More of the same came two years later in Japan at the World Championship when the Americans lost to Greece in the semifinals. But then came the 2008 Beijing Olympics two years later, and James teamed up with Kobe for the first time on what came to be known as the Redeem Team. A very, very close gold-medal game against Spain ended with Team USA winning the gold medal. Another gold came four years later in London, and another may be forthcoming next August if the Tokyo Olympics actually happen. As reported on this site a couple days ago, James wants to play.
But first things first. Another trip to the NBA Finals is upcoming, the ninth time in 10 years we will all watch this freak of nature cement his status as one of the greatest athletes of our time. The obstinate among us will turn their heads away, upset that the intersection of politics and sports has made athletes spokespeople for the folks in America who do not get a fair shake and must live every day in fear.

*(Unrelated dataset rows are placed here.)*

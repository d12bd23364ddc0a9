//! HTTP API handlers for songlib-api

pub mod health;
pub mod songs;

pub use health::health_routes;
pub use songs::{create_song, delete_song, get_song_lyrics, list_songs, update_song};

Some people will wallow in their misery and hatred and fear, and there is nothing the rest of us can do about it. Those folks live empty lives, as far as I am concerned. But they are our neighbors and our fellow citizens, and we have no choice but to tolerate their ignorance and loathing. It comes with the territory in this crazy year of 2020; and it will endure the years ahead.
But we can all take solace in the fact that James is not going anywhere anytime soon. His brilliance will be on display for at least four more games, hopefully for seven more games. He has not won the championship yet, and you can bet your bottom dollar that he will not see from Erik Spoelstra or Brad Stevens the amount of single coverage that he saw in Game 5 against Denver.
Spoelstra, in particular, has some insight into what works and what doesn’t work when it comes to all things LeBron. Spoelstra and Pat Riley played a major part in making James what he is today, a three-time NBA champion. They probably know a thing or two about how to get into his head, and we will find those things out if the Heat are the team coming out of the East.
In the meantime, we wait.
And we wonder what type of craziness awaits us next.
And we’re trying to get though life one day at a time, hopefully staying safe and healthy and smart and sane. We are living in a year in which fear and anger surrounds us. Incompetence and idiocy have become normalized. Nobody is quite sure what any day will bring, but not many people expect it to be anything good.
But you know what? As we all get a day older, James remains somewhat of an ageless wonder. What he did on Saturday night is what is has been doing for 16 seasons… and there will be more to come. Kobe played for 20 seasons. LeBron is not hanging up his sneakers until he fulfills what he has described as the goal of his life: To play in an NBA game alongside his son, Bronny.
So life has its blessings. LeBron isn’t going away. He isn’t going to shut up and dribble. He is stubborn and stunning and stupefying. He brings joy to those of us who are not too pigheaded to turn away. He is mesmerizing. He makes you run out of superlatives.
He has seen his jersey burned by the fans in Cleveland whom he spurned… before he returned. He was embraced in Miami much the same way LakersNation is caressing him now. He clearly has a ton of basketball left in him, and today we celebrate the joy and wonder and rapture he can bring into all of our lives, even in the toughest of times.
“I've never said, ‘OK, I want to cast myself as a superstar or whatever the case may be.’ I just want to travel my own journey, because it is my journey,” James said. “I've appreciated everything that's happened along the way. I mean, throughout -- the ups, the downs, the ups on the court, the downs on the court, the wins and losses… But I've been able to, I guess as Frank Sinatra would say, ‘I did it my way.’ At the end of the day and at the end of my career, I just hope that I inspire enough people. At the end of the day, all you have is your respect.”
He has earned everyone’s. Again. Thanks, LBJ.